Researching Nazi history of Bad-Salzuflen, he follows a parallel journey to my own, questioning the role of his father as an SS commander for the labour camps in which my mother may have been held. An unexpected story turn I must explore.
Outside the German resort town famous for its salt baths, slave labourers, probably French POW’s, dig a channel under Nazi guard.
Hitler himself and his close deputies Joseph Goebbels, Secretary of Propaganda and Wilhelm Frick, State secretary of the Department of Interior visited Bad Salzuflen in January 1933 during an election campaign for the regional parliament of the state of Lippe. The victory in this election on 15th of January 1933 was very important for the NSDAP- party to verify their political strength to the German public opinion. Successfully – two weeks later the party took over the rule in the German Reich in Berlin on 30th January 1933.
Local townspeople line the streets, celebrating Hitler’s victory in 1933, the terror had already started, peaking in November 1938, when the synagogues were destroyed. 28 Jews managed to flee, but the rest perished in the camps. By the time my mother arrived, she had already dropped her real first name “Rosa” and reverted to her second name, Agnei: named, perhaps prophetically, by her Russian grandmother for the patron saint of little girls.
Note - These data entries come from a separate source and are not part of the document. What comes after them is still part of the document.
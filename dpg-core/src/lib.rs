//! Core library for converting video files into the DPG4 container played by
//! MoonShell on the Nintendo DS.
//!
//! This crate plans output paths, drives ffmpeg and ffprobe to produce the
//! MPEG-1 video and MP2 audio streams, and assembles them with a thumbnail
//! and a keyframe seek index into a single container file.
//!
//! ## Usage Example
//!
//! ```rust,no_run
//! use dpg_core::{
//!     ConversionConfig, FfprobeExecutor, NullReporter, SidecarSpawner, collect_input_files,
//!     create_task_list, process_tasks,
//! };
//!
//! dpg_core::check_required_tools().unwrap();
//!
//! let inputs = collect_input_files(&["/path/to/movies"]).unwrap();
//! let tasks = create_task_list(&inputs, None).unwrap();
//!
//! let outcomes = process_tasks(
//!     &tasks,
//!     &ConversionConfig::default(),
//!     &SidecarSpawner,
//!     &FfprobeExecutor::new(),
//!     &NullReporter,
//! )
//! .unwrap();
//! println!("converted {} files", outcomes.len());
//! ```

pub mod config;
pub mod container;
pub mod discovery;
pub mod error;
pub mod external;
pub mod processing;
pub mod progress_reporting;
pub mod reporting;
pub mod subtitles;
pub mod tasks;
pub mod temp_files;
pub mod utils;

// Re-exports for public API
pub use config::{ConversionConfig, Framerate, VideoQuality};
pub use discovery::{VIDEO_EXTENSIONS, collect_input_files};
pub use error::{CoreError, CoreResult};
pub use external::{
    FfmpegSpawner, FfprobeExecutor, MediaInfo, MediaProbe, SidecarSpawner, check_dependency,
    check_required_tools,
};
pub use processing::{VideoDimensions, calculate_dimensions, convert_file, process_tasks};
pub use reporting::{
    BatchSummary, EncodeStage, JsonReporter, NullReporter, ProgressSnapshot, Reporter,
    TaskOutcome, TerminalReporter,
};
pub use subtitles::{SubtitleFont, SubtitleSelector, SubtitleStream};
pub use tasks::{MediaTask, create_task_list};
pub use utils::{format_bytes, format_duration, parse_ffmpeg_time};
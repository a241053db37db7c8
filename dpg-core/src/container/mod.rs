// ============================================================================
// dpg-core/src/container/mod.rs
// ============================================================================
//
// CONTAINER: DPG4 File Layout
//
// Byte-level building blocks of a DPG4 file and the writer that assembles
// them:
//
//   [header 52][thumbnail 98304][audio][video][seek index]
//
// KEY COMPONENTS:
// - header: ContainerHeader with range-checked fields
// - thumbnail: 256x192 preview packed as 15-bit BGR
// - seek_index: I-frame number/offset table
// - writer: atomic container assembly with size checks

pub mod header;
pub mod seek_index;
pub mod thumbnail;
pub mod writer;

pub use header::{AUDIO_START, AudioCodec, ContainerHeader, HEADER_SIZE, PixelFormat};
pub use seek_index::{FrameRecord, PictureType, SeekIndex, SeekIndexBuilder, SeekIndexEntry};
pub use thumbnail::{THUMBNAIL_SIZE, create_thumbnail, decode_screenshot, pack_pixel};
pub use writer::{ContainerParts, write_container};
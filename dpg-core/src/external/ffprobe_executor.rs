//! FFprobe integration for media analysis.
//!
//! The probe answers three questions: what is in a source file (aspect
//! ratio, duration, audio and subtitle streams), how many frames an encoded
//! video has, and the picture type and position of each of those frames.

use crate::container::seek_index::{FrameRecord, PictureType};
use crate::error::{
    CoreError, CoreResult, command_failed_error, command_start_error, command_wait_error,
};
use crate::subtitles::SubtitleStream;
use crate::utils::parse_ratio;

use ffprobe::{Config, FfProbe, FfProbeError, Stream, ffprobe, ffprobe_config};
use serde::Deserialize;
use std::collections::HashMap;
use std::io::{BufRead, BufReader};
use std::path::Path;
use std::process::{Command, Stdio};

const FFPROBE: &str = "ffprobe";

/// What the pipeline needs to know about a source file.
#[derive(Debug, Default, Clone, PartialEq)]
pub struct MediaInfo {
    /// Duration in seconds
    pub duration: Option<f64>,
    /// Display aspect ratio of the first video stream
    pub aspect_ratio: Option<f64>,
    pub audio_streams: usize,
    pub subtitle_streams: Vec<SubtitleStream>,
}

/// Media inspection used by the pipeline.
pub trait MediaProbe {
    fn probe(&self, path: &Path) -> CoreResult<MediaInfo>;

    /// Number of decoded frames in the first video stream.
    fn count_frames(&self, path: &Path) -> CoreResult<u64>;

    /// Calls `visit` for every frame of the first video stream, in decode order.
    fn for_each_frame(
        &self,
        path: &Path,
        visit: &mut dyn FnMut(FrameRecord) -> CoreResult<()>,
    ) -> CoreResult<()>;
}

fn is_type(stream: &Stream, codec_type: &str) -> bool {
    stream.codec_type.as_deref() == Some(codec_type)
}

fn parse_seconds(value: Option<&str>) -> Option<f64> {
    value
        .and_then(|v| v.parse::<f64>().ok())
        .filter(|d| d.is_finite() && *d >= 0.0)
}

fn stream_aspect_ratio(stream: &Stream) -> Option<f64> {
    stream
        .display_aspect_ratio
        .as_deref()
        .and_then(parse_ratio)
        .or_else(|| match (stream.width, stream.height) {
            (Some(w), Some(h)) if w > 0 && h > 0 => Some(w as f64 / h as f64),
            _ => None,
        })
}

/// Builds [`MediaInfo`] from probe metadata and the tags of the subtitle
/// streams (in stream order).
pub fn media_info_from(metadata: &FfProbe, subtitle_tags: Vec<SubtitleTags>) -> MediaInfo {
    let video = metadata.streams.iter().find(|s| is_type(s, "video"));
    let aspect_ratio = video.and_then(stream_aspect_ratio);
    let duration = parse_seconds(metadata.format.duration.as_deref())
        .or_else(|| parse_seconds(video.and_then(|s| s.duration.as_deref())));

    let audio_streams = metadata.streams.iter().filter(|s| is_type(s, "audio")).count();
    let subtitle_count = metadata
        .streams
        .iter()
        .filter(|s| is_type(s, "subtitle"))
        .count();
    let mut tags = subtitle_tags.into_iter();
    let subtitle_streams = (0..subtitle_count)
        .map(|index| {
            let tags = tags.next().unwrap_or_default();
            SubtitleStream {
                index,
                language: tags.tag("language"),
                title: tags.tag("title"),
            }
        })
        .collect();

    MediaInfo {
        duration,
        aspect_ratio,
        audio_streams,
        subtitle_streams,
    }
}

/// Reads `nb_read_frames` of the first video stream from `count_frames` metadata.
pub fn frame_count_from(metadata: &FfProbe) -> CoreResult<u64> {
    let stream = metadata
        .streams
        .iter()
        .find(|s| is_type(s, "video"))
        .ok_or_else(|| CoreError::ProbeParse("no video stream found".to_string()))?;
    let count = stream
        .nb_read_frames
        .as_deref()
        .ok_or_else(|| CoreError::ProbeParse("nb_read_frames missing".to_string()))?;
    count
        .trim()
        .parse::<u64>()
        .map_err(|_| CoreError::ProbeParse(format!("invalid frame count '{count}'")))
}

fn map_ffprobe_error(err: FfProbeError, context: &str) -> CoreError {
    match err {
        FfProbeError::Io(io_err) => command_start_error(format!("{FFPROBE} ({context})"), io_err),
        FfProbeError::Status(output) => {
            let stderr = String::from_utf8_lossy(&output.stderr).into_owned();
            command_failed_error(format!("{FFPROBE} ({context})"), output.status, stderr)
        }
        FfProbeError::Deserialize(err) => {
            CoreError::ProbeParse(format!("{context} output: {err}"))
        }
        _ => CoreError::ProbeParse(format!("unknown ffprobe error during {context}: {err:?}")),
    }
}

/// Tags of one subtitle stream. The probe metadata has no title tag, so
/// these come from a separate `-show_entries stream_tags` query.
#[derive(Debug, Default, Deserialize)]
pub struct SubtitleTags {
    #[serde(default)]
    tags: HashMap<String, String>,
}

impl SubtitleTags {
    fn tag(&self, key: &str) -> Option<String> {
        self.tags
            .iter()
            .find(|(k, _)| k.eq_ignore_ascii_case(key))
            .map(|(_, v)| v.clone())
    }
}

#[derive(Debug, Deserialize)]
struct SubtitleTagListing {
    #[serde(default)]
    streams: Vec<SubtitleTags>,
}

/// Parses the `-select_streams s -show_entries stream_tags` JSON listing.
pub fn parse_subtitle_tags(json: &str) -> CoreResult<Vec<SubtitleTags>> {
    let listing: SubtitleTagListing = serde_json::from_str(json)?;
    Ok(listing.streams)
}

/// Parses one `-print_format compact` row. Rows other than `frame|...` give `None`.
pub fn parse_frame_line(line: &str) -> CoreResult<Option<FrameRecord>> {
    let mut fields = line.trim().split('|');
    if fields.next() != Some("frame") {
        return Ok(None);
    }

    let mut pict_type = None;
    let mut byte_offset = None;
    for field in fields {
        let Some((key, value)) = field.split_once('=') else {
            continue;
        };
        match key {
            "pict_type" => pict_type = value.parse::<PictureType>().ok(),
            "pkt_pos" => {
                byte_offset = match value {
                    "N/A" => None,
                    v => Some(v.parse::<u64>().map_err(|_| {
                        CoreError::ProbeParse(format!("invalid pkt_pos '{v}' in '{line}'"))
                    })?),
                }
            }
            _ => {}
        }
    }

    let pict_type = pict_type
        .ok_or_else(|| CoreError::ProbeParse(format!("frame without pict_type: '{line}'")))?;
    Ok(Some(FrameRecord {
        pict_type,
        byte_offset,
    }))
}

/// [`MediaProbe`] backed by the `ffprobe` binary.
#[derive(Debug, Clone, Default)]
pub struct FfprobeExecutor;

impl FfprobeExecutor {
    pub fn new() -> Self {
        Self
    }

    fn subtitle_tags(&self, path: &Path) -> CoreResult<Vec<SubtitleTags>> {
        let output = Command::new(FFPROBE)
            .args([
                "-v",
                "error",
                "-print_format",
                "json",
                "-select_streams",
                "s",
                "-show_entries",
                "stream_tags=language,title",
            ])
            .arg(path)
            .stdin(Stdio::null())
            .output()
            .map_err(|e| command_start_error(FFPROBE, e))?;

        if !output.status.success() {
            return Err(command_failed_error(
                format!("{FFPROBE} (subtitle tags) {}", path.display()),
                output.status,
                String::from_utf8_lossy(&output.stderr),
            ));
        }
        parse_subtitle_tags(&String::from_utf8_lossy(&output.stdout))
    }
}

impl MediaProbe for FfprobeExecutor {
    fn probe(&self, path: &Path) -> CoreResult<MediaInfo> {
        log::debug!("Running ffprobe (via crate) for media info on: {}", path.display());
        let metadata = ffprobe(path).map_err(|e| map_ffprobe_error(e, "media info"))?;

        let has_subtitles = metadata.streams.iter().any(|s| is_type(s, "subtitle"));
        let tags = if has_subtitles {
            self.subtitle_tags(path)?
        } else {
            Vec::new()
        };

        let info = media_info_from(&metadata, tags);
        log::debug!(
            "probed {}: duration {:?}, aspect {:?}, {} audio, {} subtitle stream(s)",
            path.display(),
            info.duration,
            info.aspect_ratio,
            info.audio_streams,
            info.subtitle_streams.len()
        );
        Ok(info)
    }

    fn count_frames(&self, path: &Path) -> CoreResult<u64> {
        let config = Config::builder().count_frames(true).build();
        let metadata =
            ffprobe_config(config, path).map_err(|e| map_ffprobe_error(e, "frame count"))?;
        frame_count_from(&metadata)
    }

    fn for_each_frame(
        &self,
        path: &Path,
        visit: &mut dyn FnMut(FrameRecord) -> CoreResult<()>,
    ) -> CoreResult<()> {
        let mut child = Command::new(FFPROBE)
            .args([
                "-v",
                "error",
                "-print_format",
                "compact",
                "-select_streams",
                "v:0",
                "-show_entries",
                "frame=pict_type,pkt_pos",
            ])
            .arg(path)
            .stdin(Stdio::null())
            .stdout(Stdio::piped())
            .stderr(Stdio::null())
            .spawn()
            .map_err(|e| command_start_error(FFPROBE, e))?;

        let scanned = match child.stdout.take() {
            Some(stdout) => scan_frames(BufReader::new(stdout), visit),
            None => Err(CoreError::OperationFailed(
                "ffprobe stdout was not captured".to_string(),
            )),
        };
        if scanned.is_err() {
            let _ = child.kill();
        }

        let status = child
            .wait()
            .map_err(|e| command_wait_error(FFPROBE, e))?;
        scanned?;
        if !status.success() {
            return Err(command_failed_error(
                format!("{FFPROBE} (frames) {}", path.display()),
                status,
                "",
            ));
        }
        Ok(())
    }
}

fn scan_frames<R: BufRead>(
    reader: R,
    visit: &mut dyn FnMut(FrameRecord) -> CoreResult<()>,
) -> CoreResult<()> {
    for line in reader.lines() {
        if let Some(record) = parse_frame_line(&line?)? {
            visit(record)?;
        }
    }
    Ok(())
}

#[cfg(test)]
mod tests {
    use super::*;
    use ffprobe::Format;
    use std::io::Cursor;

    fn stream(codec_type: &str) -> Stream {
        let mut stream = Stream::default();
        stream.codec_type = Some(codec_type.to_string());
        stream
    }

    fn metadata(streams: Vec<Stream>, duration: Option<&str>) -> FfProbe {
        let mut format = Format::default();
        format.duration = duration.map(str::to_string);
        FfProbe { streams, format }
    }

    #[test]
    fn test_media_info_from_metadata() {
        let mut video = stream("video");
        video.display_aspect_ratio = Some("16:9".to_string());
        video.duration = Some("12.5".to_string());
        let streams = vec![
            video,
            stream("audio"),
            stream("audio"),
            stream("subtitle"),
            stream("subtitle"),
            stream("subtitle"),
        ];
        let tags = parse_subtitle_tags(
            r#"{"streams": [
                {"index": 3, "tags": {"language": "eng", "title": "Signs"}},
                {"index": 4, "tags": {"LANGUAGE": "fin"}},
                {"index": 5}
            ]}"#,
        )
        .unwrap();

        let info = media_info_from(&metadata(streams, Some("1420.300000")), tags);
        assert_eq!(info.duration, Some(1420.3));
        assert_eq!(info.aspect_ratio, Some(16.0 / 9.0));
        assert_eq!(info.audio_streams, 2);
        assert_eq!(
            info.subtitle_streams,
            vec![
                SubtitleStream {
                    index: 0,
                    language: Some("eng".to_string()),
                    title: Some("Signs".to_string()),
                },
                SubtitleStream {
                    index: 1,
                    language: Some("fin".to_string()),
                    title: None,
                },
                SubtitleStream {
                    index: 2,
                    language: None,
                    title: None,
                },
            ]
        );
    }

    #[test]
    fn test_missing_aspect_and_format_duration() {
        let mut video = stream("video");
        video.display_aspect_ratio = Some("0:1".to_string());
        video.duration = Some("9.5".to_string());

        let info = media_info_from(&metadata(vec![video], None), Vec::new());
        assert_eq!(info.aspect_ratio, None);
        assert_eq!(info.duration, Some(9.5));
        assert_eq!(info.audio_streams, 0);
        assert!(info.subtitle_streams.is_empty());
    }

    #[test]
    fn test_aspect_falls_back_to_frame_size() {
        let mut video = stream("video");
        video.width = Some(720);
        video.height = Some(480);

        let info = media_info_from(&metadata(vec![video], None), Vec::new());
        assert_eq!(info.aspect_ratio, Some(1.5));
    }

    #[test]
    fn test_invalid_tag_listing_is_an_error() {
        assert!(matches!(parse_subtitle_tags("not json"), Err(CoreError::Json(_))));
    }

    #[test]
    fn test_frame_count_from_metadata() {
        let mut video = stream("video");
        video.nb_read_frames = Some("722".to_string());
        assert_eq!(frame_count_from(&metadata(vec![video], None)).unwrap(), 722);

        assert!(frame_count_from(&metadata(Vec::new(), None)).is_err());
        assert!(frame_count_from(&metadata(vec![stream("video")], None)).is_err());
    }

    #[test]
    fn test_ffprobe_status_maps_to_command_failed() {
        use std::os::unix::process::ExitStatusExt;
        use std::process::{ExitStatus, Output};

        let err = map_ffprobe_error(
            FfProbeError::Status(Output {
                status: ExitStatus::from_raw(1 << 8),
                stdout: Vec::new(),
                stderr: b"movie.mkv: Invalid data found".to_vec(),
            }),
            "media info",
        );
        assert!(err.is_command_failure());
        assert!(err.to_string().contains("Invalid data found"));
    }

    #[test]
    fn test_parse_frame_line() {
        assert_eq!(
            parse_frame_line("frame|pict_type=I|pkt_pos=500000").unwrap(),
            Some(FrameRecord {
                pict_type: PictureType::I,
                byte_offset: Some(500000),
            })
        );
        assert_eq!(
            parse_frame_line("frame|pkt_pos=N/A|pict_type=B").unwrap(),
            Some(FrameRecord {
                pict_type: PictureType::B,
                byte_offset: None,
            })
        );
        assert_eq!(parse_frame_line("side_data|side_data_type=foo").unwrap(), None);
        assert_eq!(parse_frame_line("").unwrap(), None);
        assert!(parse_frame_line("frame|pkt_pos=12").is_err());
        assert!(parse_frame_line("frame|pict_type=P|pkt_pos=abc").is_err());
    }

    #[test]
    fn test_scan_frames_stops_on_visitor_error() {
        let input = "frame|pict_type=I|pkt_pos=0\nframe|pict_type=P|pkt_pos=10\nframe|pict_type=I|pkt_pos=20\n";
        let mut seen = Vec::new();
        let result = scan_frames(Cursor::new(input), &mut |record| {
            seen.push(record);
            if seen.len() == 2 {
                Err(CoreError::OperationFailed("stop".to_string()))
            } else {
                Ok(())
            }
        });
        assert!(result.is_err());
        assert_eq!(seen.len(), 2);
    }
}
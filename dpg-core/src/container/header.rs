//! The fixed 52-byte DPG4 header.
//!
//! Layout (all integers little-endian `u32`):
//!
//! | Offset | Field |
//! |---|---|
//! | 0 | magic `DPG4` |
//! | 4 | frame count |
//! | 8 | framerate × 256 |
//! | 12 | audio sample rate |
//! | 16 | audio codec |
//! | 20 | audio start |
//! | 24 | audio size |
//! | 28 | video start |
//! | 32 | video size |
//! | 36 | video end |
//! | 40 | seek index size |
//! | 44 | pixel format |
//! | 48 | thumbnail marker `THM0` |

use crate::config::AUDIO_SAMPLE_RATE;
use crate::container::thumbnail::THUMBNAIL_SIZE;
use crate::error::{CoreError, CoreResult};

/// Size of the packed header in bytes.
pub const HEADER_SIZE: usize = 52;

/// The audio stream starts right after the header and the thumbnail.
pub const AUDIO_START: u32 = (HEADER_SIZE + THUMBNAIL_SIZE) as u32;

const MAGIC: &[u8; 4] = b"DPG4";
const THUMBNAIL_MARKER: &[u8; 4] = b"THM0";

/// Audio codecs understood by the player.
#[derive(Debug, Clone, Copy, PartialEq, Eq)]
#[repr(u32)]
pub enum AudioCodec {
    Mp2Stereo = 0,
    GsmMono = 1,
    GsmStereo = 2,
    VorbisStereo = 3,
}

/// Pixel formats the header can announce.
///
/// Only the header field uses this; the video itself is always MPEG-1.
#[derive(Debug, Clone, Copy, PartialEq, Eq)]
#[repr(u32)]
pub enum PixelFormat {
    Rgb15 = 0,
    Rgb18 = 1,
    Rgb21 = 2,
    Rgb24 = 3,
}

/// Validated header values. Build with [`ContainerHeader::new`].
#[derive(Debug, Clone, Copy, PartialEq, Eq)]
pub struct ContainerHeader {
    frame_count: u32,
    framerate_fixed: u32,
    audio_codec: AudioCodec,
    audio_size: u32,
    video_start: u32,
    video_size: u32,
    video_end: u32,
    seek_index_size: u32,
    pixel_format: PixelFormat,
}

fn fit_u32(field: &'static str, value: u64) -> CoreResult<u32> {
    u32::try_from(value).map_err(|_| CoreError::Range {
        field,
        value: value.to_string(),
    })
}

fn fixed_point_framerate(framerate: f64) -> CoreResult<u32> {
    let scaled = (framerate * 256.0).trunc();
    if !scaled.is_finite() || scaled < 0.0 || scaled > f64::from(u32::MAX) {
        return Err(CoreError::Range {
            field: "framerate",
            value: framerate.to_string(),
        });
    }
    Ok(scaled as u32)
}

impl ContainerHeader {
    /// Checks that every derived field fits its 32-bit slot.
    ///
    /// # Errors
    ///
    /// `CoreError::Range` naming the first field that does not fit.
    pub fn new(
        frame_count: u64,
        framerate: f64,
        audio_size: u64,
        video_size: u64,
        seek_index_size: u64,
    ) -> CoreResult<Self> {
        let frame_count = fit_u32("frame_count", frame_count)?;
        let framerate_fixed = fixed_point_framerate(framerate)?;
        let audio_size = fit_u32("audio_size", audio_size)?;
        let video_size = fit_u32("video_size", video_size)?;
        let seek_index_size = fit_u32("gop_size", seek_index_size)?;

        let video_start = fit_u32("video_start", u64::from(AUDIO_START) + u64::from(audio_size))?;
        let video_end = fit_u32("video_end", u64::from(video_start) + u64::from(video_size))?;

        Ok(Self {
            frame_count,
            framerate_fixed,
            audio_codec: AudioCodec::Mp2Stereo,
            audio_size,
            video_start,
            video_size,
            video_end,
            seek_index_size,
            pixel_format: PixelFormat::Rgb24,
        })
    }

    pub fn frame_count(&self) -> u32 {
        self.frame_count
    }

    pub fn audio_size(&self) -> u32 {
        self.audio_size
    }

    pub fn video_start(&self) -> u32 {
        self.video_start
    }

    pub fn video_size(&self) -> u32 {
        self.video_size
    }

    pub fn video_end(&self) -> u32 {
        self.video_end
    }

    pub fn seek_index_size(&self) -> u32 {
        self.seek_index_size
    }

    /// Total length of a container described by this header.
    pub fn container_len(&self) -> u64 {
        u64::from(self.video_end) + u64::from(self.seek_index_size)
    }

    pub fn to_bytes(&self) -> [u8; HEADER_SIZE] {
        let fields = [
            self.frame_count,
            self.framerate_fixed,
            AUDIO_SAMPLE_RATE,
            self.audio_codec as u32,
            AUDIO_START,
            self.audio_size,
            self.video_start,
            self.video_size,
            self.video_end,
            self.seek_index_size,
            self.pixel_format as u32,
        ];

        let mut bytes = [0u8; HEADER_SIZE];
        bytes[..4].copy_from_slice(MAGIC);
        for (slot, value) in bytes[4..48].chunks_exact_mut(4).zip(fields) {
            slot.copy_from_slice(&value.to_le_bytes());
        }
        bytes[48..].copy_from_slice(THUMBNAIL_MARKER);
        bytes
    }
}
//! Conversion orchestration.
//!
//! `dimensions` holds the screen geometry, `encode` the per-stream ffmpeg
//! runs with their recoveries, `convert` the pipeline for one file, and this
//! module the batch driver on top of it.

pub mod convert;
pub mod dimensions;
pub mod encode;

pub use convert::convert_file;
pub use dimensions::{Padding, VideoDimensions, calculate_dimensions, calculate_padding};
pub use encode::{EncodedAudio, EncodedStream, EncodedVideo, StreamKind};

use crate::config::ConversionConfig;
use crate::error::CoreResult;
use crate::external::ffmpeg_executor::FfmpegSpawner;
use crate::external::ffprobe_executor::MediaProbe;
use crate::reporting::{BatchSummary, Reporter, TaskOutcome};
use crate::tasks::MediaTask;

use std::time::Instant;

/// Converts every task in order and stops at the first failure.
///
/// The failing task is reported through [`Reporter::task_failed`] and its
/// error returned; containers finished before it stay in place.
pub fn process_tasks<S, P>(
    tasks: &[MediaTask],
    config: &ConversionConfig,
    spawner: &S,
    probe: &P,
    reporter: &dyn Reporter,
) -> CoreResult<Vec<TaskOutcome>>
where
    S: FfmpegSpawner,
    P: MediaProbe + ?Sized,
{
    config.validate()?;

    let started = Instant::now();
    reporter.batch_started(tasks);

    let mut outcomes = Vec::with_capacity(tasks.len());
    for (position, task) in tasks.iter().enumerate() {
        reporter.task_started(position + 1, tasks.len(), task);
        match convert_file(task, config, spawner, probe, reporter) {
            Ok(outcome) => {
                reporter.task_finished(&outcome);
                outcomes.push(outcome);
            }
            Err(e) => {
                log::error!("conversion of {} failed: {e}", task.input_path.display());
                reporter.task_failed(task, &e.to_string());
                return Err(e);
            }
        }
    }

    reporter.batch_finished(&BatchSummary {
        completed: outcomes.len(),
        total: tasks.len(),
        total_size: outcomes.iter().map(|o| o.container_size).sum(),
        elapsed: started.elapsed(),
    });
    Ok(outcomes)
}
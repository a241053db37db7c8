// ============================================================================
// dpg-core/src/external/mod.rs
// ============================================================================
//
// EXTERNAL TOOLS: Interactions with ffmpeg and ffprobe
//
// This module encapsulates every subprocess the converter runs. Traits sit at
// the seams so the pipeline can be driven by test doubles.
//
// KEY COMPONENTS:
// - ffmpeg_builder: Immutable encode/screenshot specs rendered to arguments
// - ffmpeg_executor: FfmpegSpawner/FfmpegProcess and the ffmpeg-sidecar backend
// - ffprobe_executor: MediaProbe and the ffprobe backend
// - check_dependency: Verifies that a tool is installed and answers -version

use crate::error::{CoreResult, command_failed_error, command_start_error};

use std::process::{Command, Stdio};

pub mod ffmpeg_builder;
pub mod ffmpeg_executor;
pub mod ffprobe_executor;

pub use ffmpeg_builder::{
    AudioEncodeSpec, AudioSource, ScreenshotSpec, VideoEncodeSpec, VideoEncodeSpecBuilder,
    VideoFilterChain, render_command_line,
};
pub use ffmpeg_executor::{
    EncoderEvent, FfmpegProcess, FfmpegSpawner, SidecarProcess, SidecarSpawner, run_ffmpeg,
};
pub use ffprobe_executor::{FfprobeExecutor, MediaInfo, MediaProbe};

/// Tools the converter cannot work without.
pub const REQUIRED_TOOLS: [&str; 2] = ["ffmpeg", "ffprobe"];

/// Checks that `cmd_name -version` runs and identifies itself.
///
/// # Errors
///
/// * `CoreError::DependencyNotFound` - the command is not installed
/// * `CoreError::CommandFailed` - it exits non-zero or prints something other
///   than `<cmd_name> version ...`
pub fn check_dependency(cmd_name: &str) -> CoreResult<String> {
    let output = Command::new(cmd_name)
        .arg("-version")
        .stdin(Stdio::null())
        .stderr(Stdio::null())
        .output()
        .map_err(|e| {
            log::warn!("Dependency '{cmd_name}' could not be started: {e}");
            command_start_error(cmd_name, e)
        })?;

    let stdout = String::from_utf8_lossy(&output.stdout);
    let version_line = stdout.lines().next().unwrap_or_default().to_string();
    if !output.status.success() || !version_line.starts_with(&format!("{cmd_name} version")) {
        return Err(command_failed_error(
            format!("{cmd_name} -version"),
            output.status,
            format!("unexpected version output '{version_line}'"),
        ));
    }

    log::debug!("Found dependency: {version_line}");
    Ok(version_line)
}

/// Runs [`check_dependency`] for every tool in [`REQUIRED_TOOLS`].
pub fn check_required_tools() -> CoreResult<()> {
    for tool in REQUIRED_TOOLS {
        check_dependency(tool)?;
    }
    Ok(())
}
The Rathaus, or city hall in Bad Salzuflen. While archivist Beuke says there is no record of a murder being committed in the chaotic days and weeks after after Germany’s official surrender, my mother tells a chilling story of her room-mate, Polina, being dragged out onto the street, and, hanged in front of this structure. “I still see her in my mind’s eye, ” she would say sixty years later. Do we believe the historian or the memory of an elderly woman haunted by yet another night of infamy?